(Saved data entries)
________________

//! Browser DOM layer for inkshift.
//!
//! Everything here assumes a `wasm32-unknown-unknown` target inside a page
//! or extension context. The pure decision logic lives in `inkshift-core`;
//! this crate binds it to the DOM:
//!
//! - `selection`: capture and restore of selection snapshots
//! - `host`: editability probing and block discovery per host rules
//! - `replace`: the escalating replacement engine
//! - `caret`: caret re-seating after replacements
//! - `block`: whole-block extraction/rewrite for live typing
//! - `chrome`: extension messaging and settings storage
//!
//! Re-exports `inkshift-core` so consumers only need this crate.

pub use inkshift_core;
pub use inkshift_core::*;

pub mod block;
pub mod caret;
pub mod chrome;
pub mod clipboard;
pub mod dom;
pub mod error;
pub mod host;
pub mod replace;
pub mod selection;

pub use error::DomError;
pub use host::BrowserHost;
pub use replace::ReplacementEngine;
pub use selection::CapturedSelection;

________________

• [Description of the task]
Reproduce every record above exactly as it appears.

• [Answer space]
//! Browser DOM layer for inkshift.
//!
//! Everything here assumes a `wasm32-unknown-unknown` target inside a page
//! or extension context. The pure decision logic lives in `inkshift-core`;
//! this crate binds it to the DOM:
//!
//! - `selection`: capture and restore of selection snapshots
//! - `host`: editability probing and block discovery per host rules
//! - `replace`: the escalating replacement engine
//! - `caret`: caret re-seating after replacements
//! - `block`: whole-block extraction/rewrite for live typing
//! - `chrome`: extension messaging and settings storage
//!
//! Re-exports `inkshift-core` so consumers only need this crate.

pub use inkshift_core;
pub use inkshift_core::*;

pub mod block;
pub mod caret;
pub mod chrome;
pub mod clipboard;
pub mod dom;
pub mod error;
pub mod host;
pub mod replace;
pub mod selection;

pub use error::DomError;
pub use host::BrowserHost;
pub use replace::ReplacementEngine;
pub use selection::CapturedSelection;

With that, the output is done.